"I hope I deliver before the new price kicks in," says Devika Ross, 36, who has been taking the nonbranded form of the shot, called 17-hydroxyprogesterone caproate, for the past 11 weeks. Her first child was born about three months premature and after a combined 232 days in the neonatal intensive care unit, died from pulmonary hypertension.
When Ross became pregnant again this past fall, she was at high risk of another preterm pregnancy and was placed on the progesterone shots 16 weeks into her pregnancy. She is now almost a month further along than she was when her first child was born, and she has a good chance of delivering full-term.
"My insurance pays for the [nonbranded] shots, but I don't know if they would cover it if it cost $1,500 a shot. That doesn't seem fair, especially because not everyone has insurance," she says.
Beatrice Diaz, of Chapel Hill, North Carolina also relied on the shots for two of her pregnancies. Her first child, Garrison, was born three months early. He survived, but is permanently disabled. Diaz told ABC News, "Once I had my son, we questioned whether or not we wanted to have more children." But she says, with the help of the weekly injections, she carried two daughters full term. One is now three, the other 19 months old.
Diaz said if the drug had been $1500 a shot, "I think the price would have definitely locked me out, which means I could have potentially had a second or third premature child with disabilities." She added, "I would say to the pharmaceutical company, if there is any way they can cut the cost. I would ask them to consider these are lives at stake. "
Hydroxyprogesterone caproate injections have been around since 1956, and were commercially available up until 1999 when Squibb, the pharmaceutical company making them, withdrew the product from the market. In the past few years however, studies have shown that these injections had a positive effect in preventing pre-term birth among women who had previously had a spontaneous pre-term birth in the past. Since then, doctors have been able to fill prescriptions for the synthetic progesterone using compounding pharmacies at a price of $10 to $15 per injection.

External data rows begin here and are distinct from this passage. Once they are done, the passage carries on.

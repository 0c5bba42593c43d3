use easel_common::{BASE_LAYER, PaintContext};
use easel_scene::{Node, NodeKind};
use indexmap::IndexMap;
use serde::{Deserialize, Serialize};

use crate::camera::{Camera, Screen};
use crate::host::{HostError, ResourceLookup, SurfaceHost, SurfaceRequest};
use crate::painter;

/// A surface counts as fresh while `last_updated_at - now` is below this.
const STALE_AFTER_MS: f64 = 1000.0;

/// Renderer configuration.
#[derive(Debug, Clone, PartialEq, Serialize, Deserialize)]
#[serde(default)]
pub struct RendererConfig {
    /// Prefix of the ids of every surface this renderer requests.
    pub name: String,
    pub width: u32,
    pub height: u32,
    pub smooth_image: bool,
}

impl Default for RendererConfig {
    fn default() -> Self {
        Self {
            name: "main".into(),
            width: 800,
            height: 600,
            smooth_image: false,
        }
    }
}

/// Errors from rendering.
#[derive(Debug, thiserror::Error)]
pub enum RenderError {
    #[error("could not create surface for layer {layer:?}: {source}")]
    SurfaceCreation {
        layer: String,
        #[source]
        source: HostError,
    },
}

/// A registered layer surface.
#[derive(Debug)]
pub struct SurfaceEntry<S> {
    pub surface: S,
    /// Frame time (ms) of the last node painted onto this surface.
    pub last_updated_at: Option<f64>,
    pub is_active: bool,
}

/// Paints a scene tree onto layered surfaces obtained from a host.
///
/// The renderer reads the tree and never restructures it; the only node
/// state it touches is the custom hooks it calls.
pub struct Renderer<H: SurfaceHost, R: ResourceLookup> {
    config: RendererConfig,
    screen: Screen,
    camera: Camera,
    surfaces: IndexMap<String, SurfaceEntry<H::Surface>>,
    host: H,
    resources: R,
}

impl<H: SurfaceHost, R: ResourceLookup> Renderer<H, R> {
    /// Create a renderer and its base surface.
    pub fn new(config: RendererConfig, host: H, resources: R) -> Result<Self, RenderError> {
        let screen = Screen::new(f64::from(config.width), f64::from(config.height));
        let mut renderer = Self {
            config,
            screen,
            camera: Camera::zero(screen),
            surfaces: IndexMap::new(),
            host,
            resources,
        };
        renderer.add_canvas(BASE_LAYER)?;
        Ok(renderer)
    }

    /// Register a surface for `layer` unless one already exists.
    pub fn add_canvas(&mut self, layer: &str) -> Result<(), RenderError> {
        if self.surfaces.contains_key(layer) {
            return Ok(());
        }

        let request = SurfaceRequest {
            id: format!("{}_{}", self.config.name, layer),
            layer: layer.to_string(),
            width: self.config.width,
            height: self.config.height,
        };
        let mut surface =
            self.host
                .create_surface(&request)
                .map_err(|source| RenderError::SurfaceCreation {
                    layer: layer.to_string(),
                    source,
                })?;
        surface.set_image_smoothing(self.config.smooth_image);

        tracing::debug!(layer, id = %request.id, "surface created");
        self.surfaces.insert(
            layer.to_string(),
            SurfaceEntry {
                surface,
                last_updated_at: None,
                is_active: true,
            },
        );
        Ok(())
    }

    pub fn bind_camera(&mut self, target: &Node) {
        self.camera.bind_target(target.id());
    }

    /// Clear the surfaces, update the camera and paint the tree rooted at
    /// `root`. `now` is the frame time in milliseconds.
    pub fn render_tree(&mut self, root: &mut Node, now: f64) -> Result<(), RenderError> {
        let _span = tracing::info_span!("render_tree").entered();
        let (width, height) = (self.screen.width, self.screen.height);

        for (layer, entry) in self.surfaces.iter_mut() {
            if entry.last_updated_at.unwrap_or(0.0) - now < STALE_AFTER_MS {
                entry.surface.clear_rect(0.0, 0.0, width, height);
            } else {
                entry.is_active = false;
                tracing::debug!(layer = %layer, "surface marked inactive");
            }
        }
        self.camera.update();

        self.render_node(root, now)
    }

    /// Paint `node` and its subtree, depth first.
    ///
    /// A node whose surface does not exist yet gets one created, and its
    /// subtree is skipped until the next frame. If the host refuses the
    /// surface, only that subtree is lost; the error is returned once the
    /// rest of the tree has been painted.
    pub fn render_node(&mut self, node: &mut Node, now: f64) -> Result<(), RenderError> {
        let Some(entry) = self.surfaces.get_mut(node.canvas_id()) else {
            tracing::debug!(layer = node.canvas_id(), "no surface yet, skipping subtree");
            return self.add_canvas(node.canvas_id()).inspect_err(|err| {
                tracing::warn!(error = %err, "surface refused, skipping subtree");
            });
        };
        entry.last_updated_at = Some(now);
        let ctx: &mut dyn PaintContext = &mut entry.surface;

        match &mut node.kind {
            NodeKind::World | NodeKind::Light => {}
            NodeKind::Transform(transform) => {
                painter::apply_transform(ctx, transform, &self.camera);
            }
            NodeKind::Body(body) | NodeKind::PhysicsBody(body) | NodeKind::FluidBody(body) => {
                ctx.begin_path();
                painter::render_body(ctx, body, &self.camera, &self.resources);
                ctx.close_path();

                if body.debug {
                    ctx.begin_path();
                    painter::draw_bounding_box(ctx, body, &self.camera);
                    ctx.close_path();
                }
            }
            NodeKind::Custom(custom) => {
                if let Some(render) = custom.render.as_mut() {
                    render(ctx);
                }
            }
        }

        // A failing subtree is skipped like a missing surface; its siblings
        // still paint. The first failure is reported after the pass.
        let mut result = Ok(());
        for child in node.children_mut() {
            if let Err(err) = self.render_node(child, now) {
                if result.is_ok() {
                    result = Err(err);
                }
            }
        }

        if let Some(entry) = self.surfaces.get_mut(node.canvas_id()) {
            let ctx: &mut dyn PaintContext = &mut entry.surface;
            match &mut node.kind {
                NodeKind::Transform(_) => ctx.restore(),
                NodeKind::Custom(custom) => {
                    if let Some(cleanup) = custom.cleanup.as_mut() {
                        cleanup(ctx);
                    }
                }
                _ => {}
            }
        }

        result
    }

    pub fn config(&self) -> &RendererConfig {
        &self.config
    }

    pub fn screen(&self) -> Screen {
        self.screen
    }

    pub fn camera(&self) -> &Camera {
        &self.camera
    }

    pub fn camera_mut(&mut self) -> &mut Camera {
        &mut self.camera
    }

    pub fn surface(&self, layer: &str) -> Option<&SurfaceEntry<H::Surface>> {
        self.surfaces.get(layer)
    }

    pub fn surface_mut(&mut self, layer: &str) -> Option<&mut SurfaceEntry<H::Surface>> {
        self.surfaces.get_mut(layer)
    }

    /// Layer ids in creation order.
    pub fn layers(&self) -> impl Iterator<Item = &str> {
        self.surfaces.keys().map(String::as_str)
    }

    pub fn surface_count(&self) -> usize {
        self.surfaces.len()
    }

    pub fn host(&self) -> &H {
        &self.host
    }

    pub fn resources_mut(&mut self) -> &mut R {
        &mut self.resources
    }
}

Most health insurances did not cover these shots as they were not FDA approved, but given the low price of progesterone, women were able to pay out of pocket for the treatment, says Moritz.
It wasn't always easy to find places that made the medication, however, says Dr. Michael Lindsay, division director of Maternal-Fetal Medicine at Emory University School of Medicine, so "we were excited at first to hear it be FDA-approved."
"My mind-set was that now everyone could get it, but no one is going to be able to afford that," he says.
Many doctors are particularly frustrated with the price hike because to date, KV Pharmaceuticals has not had to bear the cost of the clinical trials used to get the drug approved, but they have announced plans to conduct further trials in the future.
"All the upfront development of the drug was done by the National Institute of Health. You and I paid for that with our tax dollars, it's not like this pharmaceutical company is trying to recoup its investments in research and development, as is usually the reason for the price of new drugs," says Dr. Kevin Ault, associate professor of gynecology and obstetrics at Emory University School of Medicine.